Deep Reinforcement Learning#

In this chapter we use the previously demonstrated deep learning capabilities of RLtools in combination with a (inverted) pendulum simulator that is equivalent to the Pendulum-v1 in gym/gymnasium to train a swing-up control policy. For the training, we use the TD3 off-policy, deep-RL algorithm. TD3 and required supporting data structures and algorithms are integrated in RLtools.

animated

Note that the training time in the animation refers to bare metal training, not using the Cling interpreter like these notebooks do. As you can see from the training later on even when dispatching to a BLAS library, Cling is much slower than optimized, bare-metal code. See the repository https://github.com/rl-tools/rl-tools for more information on how to run the training directly on your hardware. You can also try the WASM based training in your browser at https://rl.tools.

First, as beforehand we include the necessary primitive operations (dispatching matrix multiplications to OpenBLAS). We also use the neural network operations (dense layer forward and backward pass) that take advantage of OpenBLAS through the nn/operations_cpu_mux.h multiplexer. The accelerated forward and backward pass are automatically used if the higher level operations (forward/backward pass on the full model) are called with the OpenBLAS device (coming from the DEVICE_FACTORY). To make the accelerated routines available to the higher-level functions, nn_models/operations_cpu.h has to be included after nn/operations_cpu_mux.h.

The pendulum environment is implemented in pure C++ without dependencies, hence it contains only generic operations and can be included by the collective rl/environments/operations_generic.h that includes all generic functions of all available environments.

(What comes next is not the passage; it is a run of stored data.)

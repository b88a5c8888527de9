//! aptly command line client.
//!
//! Every operation runs one aptly process through the [`Runtime`], checks its
//! exit status and maps failures to [`RepoError::ExternalTool`].

pub mod query;

use anyhow::Result;
use log::{debug, warn};
use std::path::{Path, PathBuf};
use std::time::Duration;

use crate::config::Config;
use crate::error::RepoError;
use crate::runtime::{CommandOutput, Runtime, describe_command};

pub use query::{SEARCH_FORMAT, arch_filter, package_query};

/// aptly reports an empty search result as a failure with this message.
const NO_RESULTS: &str = "no results";
/// `ERROR: local repo with name <repo> not found`
const MISSING_REPO: &str = "local repo with name";

/// True when `err` is aptly refusing to act on a repository it does not have.
pub fn is_missing_repository(err: &anyhow::Error) -> bool {
    matches!(
        err.downcast_ref::<RepoError>(),
        Some(RepoError::ExternalTool { message, .. })
            if message.contains(MISSING_REPO) && message.contains("not found")
    )
}

pub struct Aptly<'a, R: Runtime> {
    runtime: &'a R,
    program: String,
    config_path: PathBuf,
    timeout: Option<Duration>,
}

impl<R: Runtime> Clone for Aptly<'_, R> {
    fn clone(&self) -> Self {
        Self {
            runtime: self.runtime,
            program: self.program.clone(),
            config_path: self.config_path.clone(),
            timeout: self.timeout,
        }
    }
}

impl<'a, R: Runtime> Aptly<'a, R> {
    pub fn new(
        runtime: &'a R,
        program: &str,
        config_path: PathBuf,
        timeout: Option<Duration>,
    ) -> Self {
        Self {
            runtime,
            program: program.to_string(),
            config_path,
            timeout,
        }
    }

    pub fn from_config(runtime: &'a R, config: &Config) -> Self {
        Self::new(
            runtime,
            &config.aptly_program,
            config.aptly_config(),
            config.command_timeout(),
        )
    }

    pub fn runtime(&self) -> &'a R {
        self.runtime
    }

    pub fn config_path(&self) -> &Path {
        &self.config_path
    }

    fn args(&self, rest: &[&str]) -> Vec<String> {
        std::iter::once(format!("-config={}", self.config_path.display()))
            .chain(rest.iter().map(|s| s.to_string()))
            .collect()
    }

    async fn run(&self, args: Vec<String>) -> Result<CommandOutput> {
        let output = self
            .runtime
            .run_command(&self.program, &args, self.timeout)
            .await?;
        if output.success() {
            return Ok(output);
        }

        let command = describe_command(&self.program, &args);
        let message = match output.stderr.trim() {
            "" => "no error output".to_string(),
            stderr => stderr.to_string(),
        };
        if message.contains(NO_RESULTS) {
            debug!("{} found nothing", command);
        } else {
            warn!("{} failed ({:?}): {}", command, output.exit_code, message);
        }
        Err(RepoError::ExternalTool {
            command,
            exit_code: output.exit_code,
            message,
        }
        .into())
    }

    /// `repo search` with the `name|version|arch|source` template.
    ///
    /// An empty result is an empty list, not an error.
    #[tracing::instrument(skip(self))]
    pub async fn search(&self, repo: &str, filter: &str) -> Result<Vec<String>> {
        let format = format!("-format={}", SEARCH_FORMAT);
        let args = self.args(&["repo", "search", &format, repo, filter]);
        match self.run(args).await {
            Ok(output) => Ok(output.stdout.lines().map(String::from).collect()),
            Err(e) => {
                let no_results = matches!(
                    e.downcast_ref::<RepoError>(),
                    Some(RepoError::ExternalTool { message, .. }) if message.contains(NO_RESULTS)
                );
                if no_results {
                    debug!("No packages in {} matching {}", repo, filter);
                    Ok(Vec::new())
                } else {
                    Err(e)
                }
            }
        }
    }

    /// `repo include` a changes file into `repo`, keeping the source files.
    #[tracing::instrument(skip(self))]
    pub async fn include_changes(&self, repo: &str, changes: &Path) -> Result<()> {
        let target = format!("-repo={}", repo);
        let changes = changes.display().to_string();
        let args = self.args(&[
            "repo",
            "include",
            "-no-remove-files",
            &target,
            &changes,
        ]);
        self.run(args).await.map(|_| ())
    }

    /// `repo copy` packages matching `query` from `src` to `dst`.
    ///
    /// With `with_deps` the copy also pulls dependencies and follows source
    /// packages to their binaries.
    #[tracing::instrument(skip(self))]
    pub async fn copy(&self, src: &str, dst: &str, query: &str, with_deps: bool) -> Result<()> {
        let args = if with_deps {
            self.args(&[
                "-dep-follow-source",
                "repo",
                "copy",
                "-with-deps",
                src,
                dst,
                query,
            ])
        } else {
            self.args(&["repo", "copy", src, dst, query])
        };
        self.run(args).await.map(|_| ())
    }

    /// Regenerate the published indexes of `distribution` under `prefix`.
    #[tracing::instrument(skip(self))]
    pub async fn publish_update(&self, distribution: &str, prefix: &str) -> Result<()> {
        let args = self.args(&["publish", "update", distribution, prefix]);
        self.run(args).await.map(|_| ())
    }

    /// Raw names of all local repositories.
    #[tracing::instrument(skip(self))]
    pub async fn list_repos(&self) -> Result<Vec<String>> {
        let args = self.args(&["repo", "list", "-raw"]);
        let output = self.run(args).await?;
        Ok(output
            .stdout
            .lines()
            .map(str::trim)
            .filter(|l| !l.is_empty())
            .map(String::from)
            .collect())
    }
}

For TD3 and all its related data structures and algorithms we just need to include rl/operations_generic.h because all the operations are higher-level and dispatch to the lower-level primitives imported beforehand. The RL operations call functions to interact with the environment as well as perform forward and backward passes on the neural network model which in turn calls the dense layer operations.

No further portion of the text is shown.